◆ **YOUR GOAL**: Print nothing but the lines below starting at the line that holds "- scale its" and ending at the line that holds "data is empty.", including both, each exactly as written.
EXERCISE MATERIAL START
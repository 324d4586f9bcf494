use ndarray::{Array1, ArrayView1, ArrayView2};

use crate::Result;

/// A single-output regression estimator.
///
/// A `Regressor` learns a mapping from a feature matrix to one target column.
/// It does not:
/// - scale its inputs,
/// - know column names,
/// - persist itself.
pub trait Regressor: Send + Sync {
    /// Fits the estimator in place, discarding any previous fit.
    ///
    /// # Args
    /// * `x` - Feature matrix with one row per sample.
    /// * `y` - Target values, one per row of `x`.
    ///
    /// # Errors
    /// Returns `MlError` if the shapes disagree or the data is empty.
    fn fit(&mut self, x: ArrayView2<f64>, y: ArrayView1<f64>) -> Result<()>;

    /// Predicts one value per row of `x`.
    ///
    /// # Errors
    /// Returns `MlError::NotFitted` before `fit` succeeded and
    /// `MlError::ShapeMismatch` if the feature width differs from the fitted one.
    fn predict(&self, x: ArrayView2<f64>) -> Result<Array1<f64>>;

    /// Returns the feature width seen during fit, if fitted.
    fn n_features_in(&self) -> Option<usize>;
}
EXERCISE MATERIAL END
◆ **REPLY**:
/// - scale its inputs,
/// - know column names,
/// - persist itself.
pub trait Regressor: Send + Sync {
    /// Fits the estimator in place, discarding any previous fit.
    ///
    /// # Args
    /// * `x` - Feature matrix with one row per sample.
    /// * `y` - Target values, one per row of `x`.
    ///
    /// # Errors
    /// Returns `MlError` if the shapes disagree or the data is empty.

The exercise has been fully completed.